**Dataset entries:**
============================================================

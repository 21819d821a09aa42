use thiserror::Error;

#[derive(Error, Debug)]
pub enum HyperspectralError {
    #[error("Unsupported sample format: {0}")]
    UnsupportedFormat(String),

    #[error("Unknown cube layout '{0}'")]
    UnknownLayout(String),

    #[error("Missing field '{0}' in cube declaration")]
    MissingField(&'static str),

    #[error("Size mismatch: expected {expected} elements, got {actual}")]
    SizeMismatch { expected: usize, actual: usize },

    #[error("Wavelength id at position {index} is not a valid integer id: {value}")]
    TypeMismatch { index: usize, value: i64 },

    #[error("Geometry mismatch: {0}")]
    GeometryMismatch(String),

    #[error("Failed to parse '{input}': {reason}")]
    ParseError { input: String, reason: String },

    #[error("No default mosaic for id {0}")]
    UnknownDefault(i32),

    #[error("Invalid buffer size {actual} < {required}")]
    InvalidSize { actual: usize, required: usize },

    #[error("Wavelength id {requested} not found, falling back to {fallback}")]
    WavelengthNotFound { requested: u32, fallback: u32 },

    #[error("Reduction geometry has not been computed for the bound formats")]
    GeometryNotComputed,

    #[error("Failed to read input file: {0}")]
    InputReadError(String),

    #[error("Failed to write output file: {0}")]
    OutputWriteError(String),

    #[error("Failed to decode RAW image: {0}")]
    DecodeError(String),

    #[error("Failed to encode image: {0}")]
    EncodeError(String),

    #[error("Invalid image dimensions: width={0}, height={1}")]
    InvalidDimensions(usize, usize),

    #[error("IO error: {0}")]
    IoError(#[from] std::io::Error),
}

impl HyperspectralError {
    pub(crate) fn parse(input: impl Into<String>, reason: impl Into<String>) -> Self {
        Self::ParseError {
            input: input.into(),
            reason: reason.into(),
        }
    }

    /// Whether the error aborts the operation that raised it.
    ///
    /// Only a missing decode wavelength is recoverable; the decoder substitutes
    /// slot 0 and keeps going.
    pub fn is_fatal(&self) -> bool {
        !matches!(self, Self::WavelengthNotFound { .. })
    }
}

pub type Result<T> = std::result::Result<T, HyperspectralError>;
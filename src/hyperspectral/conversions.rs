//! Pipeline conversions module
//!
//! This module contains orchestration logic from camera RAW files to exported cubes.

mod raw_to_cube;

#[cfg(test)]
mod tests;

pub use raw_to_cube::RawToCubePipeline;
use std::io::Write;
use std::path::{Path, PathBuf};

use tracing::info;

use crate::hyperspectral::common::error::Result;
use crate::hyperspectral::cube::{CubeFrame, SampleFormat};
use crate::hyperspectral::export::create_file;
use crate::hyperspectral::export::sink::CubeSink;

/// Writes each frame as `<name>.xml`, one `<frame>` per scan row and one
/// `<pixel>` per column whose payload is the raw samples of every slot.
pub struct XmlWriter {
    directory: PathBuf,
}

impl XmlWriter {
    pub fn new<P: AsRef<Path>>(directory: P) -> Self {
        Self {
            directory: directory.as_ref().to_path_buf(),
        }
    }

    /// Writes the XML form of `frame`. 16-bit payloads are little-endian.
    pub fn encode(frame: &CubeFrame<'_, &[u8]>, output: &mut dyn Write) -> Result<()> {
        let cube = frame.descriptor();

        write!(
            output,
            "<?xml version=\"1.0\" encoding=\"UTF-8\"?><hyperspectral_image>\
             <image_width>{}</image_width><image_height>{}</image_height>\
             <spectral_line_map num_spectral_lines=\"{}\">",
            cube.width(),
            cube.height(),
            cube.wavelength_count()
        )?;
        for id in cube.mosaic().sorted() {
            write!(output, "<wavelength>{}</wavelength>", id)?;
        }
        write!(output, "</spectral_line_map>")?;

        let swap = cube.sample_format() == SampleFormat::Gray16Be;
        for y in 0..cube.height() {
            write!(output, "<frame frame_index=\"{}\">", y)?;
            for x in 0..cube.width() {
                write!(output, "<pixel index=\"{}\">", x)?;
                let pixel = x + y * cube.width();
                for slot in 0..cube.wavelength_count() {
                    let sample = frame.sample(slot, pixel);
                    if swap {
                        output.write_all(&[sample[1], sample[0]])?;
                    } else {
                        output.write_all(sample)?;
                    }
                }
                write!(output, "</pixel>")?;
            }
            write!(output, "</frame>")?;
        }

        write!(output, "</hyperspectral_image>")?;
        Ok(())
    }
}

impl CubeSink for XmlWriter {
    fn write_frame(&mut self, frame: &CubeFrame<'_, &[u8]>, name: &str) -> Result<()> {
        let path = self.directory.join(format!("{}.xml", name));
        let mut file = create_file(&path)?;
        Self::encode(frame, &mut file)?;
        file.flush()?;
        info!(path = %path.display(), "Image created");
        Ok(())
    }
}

============================================================

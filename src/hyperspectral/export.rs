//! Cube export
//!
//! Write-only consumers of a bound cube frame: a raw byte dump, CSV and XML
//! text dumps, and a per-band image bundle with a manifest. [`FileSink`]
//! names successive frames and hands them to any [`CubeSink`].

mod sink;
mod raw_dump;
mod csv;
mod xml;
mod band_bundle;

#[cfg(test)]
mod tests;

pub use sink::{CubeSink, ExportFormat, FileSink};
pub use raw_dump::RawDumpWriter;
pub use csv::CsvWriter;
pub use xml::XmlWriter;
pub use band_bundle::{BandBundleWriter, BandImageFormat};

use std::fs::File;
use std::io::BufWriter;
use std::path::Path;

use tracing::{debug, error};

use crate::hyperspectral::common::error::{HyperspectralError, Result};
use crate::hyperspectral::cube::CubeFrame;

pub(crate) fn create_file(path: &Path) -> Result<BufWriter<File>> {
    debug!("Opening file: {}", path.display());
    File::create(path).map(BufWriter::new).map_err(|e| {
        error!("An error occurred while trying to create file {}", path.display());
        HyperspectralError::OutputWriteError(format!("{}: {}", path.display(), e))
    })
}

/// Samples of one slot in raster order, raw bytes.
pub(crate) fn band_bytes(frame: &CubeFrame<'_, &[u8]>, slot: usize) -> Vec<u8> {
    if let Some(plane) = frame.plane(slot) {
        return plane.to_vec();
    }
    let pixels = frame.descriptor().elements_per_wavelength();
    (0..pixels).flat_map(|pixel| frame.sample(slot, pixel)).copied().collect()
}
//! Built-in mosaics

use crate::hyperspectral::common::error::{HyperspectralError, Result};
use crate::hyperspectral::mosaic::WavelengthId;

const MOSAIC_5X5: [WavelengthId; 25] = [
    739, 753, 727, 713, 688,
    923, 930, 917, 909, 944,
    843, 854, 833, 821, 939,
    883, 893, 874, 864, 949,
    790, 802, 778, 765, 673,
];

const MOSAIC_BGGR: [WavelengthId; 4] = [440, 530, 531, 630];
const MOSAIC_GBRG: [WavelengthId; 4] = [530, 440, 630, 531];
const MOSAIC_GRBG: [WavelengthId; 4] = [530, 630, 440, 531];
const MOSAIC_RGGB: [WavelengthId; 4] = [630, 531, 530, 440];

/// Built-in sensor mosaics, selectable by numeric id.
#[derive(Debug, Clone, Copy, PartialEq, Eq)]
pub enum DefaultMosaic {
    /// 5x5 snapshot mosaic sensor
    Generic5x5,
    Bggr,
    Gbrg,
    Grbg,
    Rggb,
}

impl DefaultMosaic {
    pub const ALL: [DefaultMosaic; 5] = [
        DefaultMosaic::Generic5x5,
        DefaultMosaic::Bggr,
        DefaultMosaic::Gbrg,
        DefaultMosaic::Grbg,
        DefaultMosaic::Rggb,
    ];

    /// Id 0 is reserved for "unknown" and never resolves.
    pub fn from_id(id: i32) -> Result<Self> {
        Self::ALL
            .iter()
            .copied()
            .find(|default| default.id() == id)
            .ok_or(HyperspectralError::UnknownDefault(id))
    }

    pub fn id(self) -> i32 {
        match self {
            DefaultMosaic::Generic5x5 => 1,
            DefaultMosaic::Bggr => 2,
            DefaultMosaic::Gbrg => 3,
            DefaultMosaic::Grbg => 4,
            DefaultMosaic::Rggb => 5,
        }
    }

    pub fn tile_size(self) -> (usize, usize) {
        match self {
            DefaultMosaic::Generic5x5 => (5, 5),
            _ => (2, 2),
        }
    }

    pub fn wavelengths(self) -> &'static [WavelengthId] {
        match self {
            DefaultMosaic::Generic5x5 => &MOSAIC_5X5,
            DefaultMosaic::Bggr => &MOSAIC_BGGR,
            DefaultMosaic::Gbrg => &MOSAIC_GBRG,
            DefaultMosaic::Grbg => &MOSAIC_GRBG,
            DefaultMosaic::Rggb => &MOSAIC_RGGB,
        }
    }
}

============================================================

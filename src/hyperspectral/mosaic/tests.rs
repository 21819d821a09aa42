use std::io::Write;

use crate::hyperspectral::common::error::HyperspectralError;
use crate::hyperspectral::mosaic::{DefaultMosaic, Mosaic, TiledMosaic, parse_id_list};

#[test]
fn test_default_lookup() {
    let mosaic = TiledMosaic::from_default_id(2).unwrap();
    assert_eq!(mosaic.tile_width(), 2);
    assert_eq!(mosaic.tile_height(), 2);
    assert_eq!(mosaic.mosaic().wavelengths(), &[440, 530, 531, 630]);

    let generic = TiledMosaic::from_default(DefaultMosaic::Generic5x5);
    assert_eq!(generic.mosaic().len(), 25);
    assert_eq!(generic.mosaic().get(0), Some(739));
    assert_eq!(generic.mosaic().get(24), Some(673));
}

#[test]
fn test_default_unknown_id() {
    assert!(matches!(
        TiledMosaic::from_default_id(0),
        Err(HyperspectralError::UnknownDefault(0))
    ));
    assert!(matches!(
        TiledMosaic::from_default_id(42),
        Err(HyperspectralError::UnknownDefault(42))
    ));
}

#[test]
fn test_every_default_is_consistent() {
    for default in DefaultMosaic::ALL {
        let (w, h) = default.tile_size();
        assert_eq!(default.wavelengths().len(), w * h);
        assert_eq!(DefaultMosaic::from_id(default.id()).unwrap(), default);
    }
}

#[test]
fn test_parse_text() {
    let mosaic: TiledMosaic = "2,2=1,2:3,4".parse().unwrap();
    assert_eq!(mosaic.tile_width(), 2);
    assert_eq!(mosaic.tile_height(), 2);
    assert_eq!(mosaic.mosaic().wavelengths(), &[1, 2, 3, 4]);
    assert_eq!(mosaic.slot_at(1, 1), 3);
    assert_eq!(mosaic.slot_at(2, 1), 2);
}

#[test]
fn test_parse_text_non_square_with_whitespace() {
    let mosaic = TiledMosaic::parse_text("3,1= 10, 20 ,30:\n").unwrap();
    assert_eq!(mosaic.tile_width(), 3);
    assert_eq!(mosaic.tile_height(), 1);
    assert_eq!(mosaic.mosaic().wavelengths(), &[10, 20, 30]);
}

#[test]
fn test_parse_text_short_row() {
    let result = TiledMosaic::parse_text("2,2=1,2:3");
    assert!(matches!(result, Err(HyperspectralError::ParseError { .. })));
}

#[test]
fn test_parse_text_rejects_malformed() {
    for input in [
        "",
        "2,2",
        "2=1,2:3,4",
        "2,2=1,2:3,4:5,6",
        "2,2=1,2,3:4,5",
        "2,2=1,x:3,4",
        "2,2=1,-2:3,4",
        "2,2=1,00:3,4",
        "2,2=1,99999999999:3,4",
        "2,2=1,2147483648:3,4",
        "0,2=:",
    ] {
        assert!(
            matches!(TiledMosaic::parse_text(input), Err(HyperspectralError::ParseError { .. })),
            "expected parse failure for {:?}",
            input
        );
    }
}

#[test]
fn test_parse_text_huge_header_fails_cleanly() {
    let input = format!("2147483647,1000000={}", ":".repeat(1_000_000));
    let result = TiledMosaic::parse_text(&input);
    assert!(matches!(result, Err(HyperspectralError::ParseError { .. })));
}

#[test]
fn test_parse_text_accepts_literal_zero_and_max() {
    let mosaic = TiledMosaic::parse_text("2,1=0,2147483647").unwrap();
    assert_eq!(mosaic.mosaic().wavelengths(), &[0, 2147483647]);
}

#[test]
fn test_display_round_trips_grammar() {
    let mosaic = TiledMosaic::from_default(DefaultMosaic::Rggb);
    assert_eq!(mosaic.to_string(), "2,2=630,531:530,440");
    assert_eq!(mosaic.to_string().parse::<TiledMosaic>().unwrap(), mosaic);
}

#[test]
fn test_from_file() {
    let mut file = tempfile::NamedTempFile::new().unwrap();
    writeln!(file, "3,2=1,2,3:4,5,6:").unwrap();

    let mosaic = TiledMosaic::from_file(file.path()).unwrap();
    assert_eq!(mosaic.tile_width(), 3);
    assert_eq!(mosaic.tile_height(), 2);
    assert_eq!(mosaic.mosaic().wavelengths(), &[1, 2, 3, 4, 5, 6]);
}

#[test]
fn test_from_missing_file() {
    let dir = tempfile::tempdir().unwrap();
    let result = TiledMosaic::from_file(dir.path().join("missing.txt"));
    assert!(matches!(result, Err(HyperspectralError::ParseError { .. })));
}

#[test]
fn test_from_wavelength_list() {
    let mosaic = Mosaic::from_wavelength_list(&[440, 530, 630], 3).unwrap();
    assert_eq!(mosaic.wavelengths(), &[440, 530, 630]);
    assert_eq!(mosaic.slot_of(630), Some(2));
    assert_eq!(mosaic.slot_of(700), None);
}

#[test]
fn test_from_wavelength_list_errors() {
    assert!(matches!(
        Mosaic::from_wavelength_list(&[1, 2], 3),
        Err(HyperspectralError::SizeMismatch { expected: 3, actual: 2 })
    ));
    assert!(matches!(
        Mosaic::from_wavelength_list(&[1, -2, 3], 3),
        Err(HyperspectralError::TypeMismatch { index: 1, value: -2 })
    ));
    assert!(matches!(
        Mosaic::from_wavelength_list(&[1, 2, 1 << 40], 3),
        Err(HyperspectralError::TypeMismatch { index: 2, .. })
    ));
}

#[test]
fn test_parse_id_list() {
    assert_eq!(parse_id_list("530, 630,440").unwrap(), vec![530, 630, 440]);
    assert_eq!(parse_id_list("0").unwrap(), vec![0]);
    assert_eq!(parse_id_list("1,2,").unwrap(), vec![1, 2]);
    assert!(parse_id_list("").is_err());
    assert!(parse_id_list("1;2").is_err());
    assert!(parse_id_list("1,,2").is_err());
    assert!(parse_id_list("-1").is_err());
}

============================================================

**Exercise:**
Which lines above run from the one containing "to exported cubes." to the one containing "use crate::hyperspectral::export::sink::CubeSink;"? Give them again exactly, both ends included.

**Task response:**
//! This module contains orchestration logic from camera RAW files to exported cubes.

mod raw_to_cube;

#[cfg(test)]
mod tests;

pub use raw_to_cube::RawToCubePipeline;
use std::io::Write;
use std::path::{Path, PathBuf};

use tracing::info;

use crate::hyperspectral::common::error::Result;
use crate::hyperspectral::cube::{CubeFrame, SampleFormat};
use crate::hyperspectral::export::create_file;
use crate::hyperspectral::export::sink::CubeSink;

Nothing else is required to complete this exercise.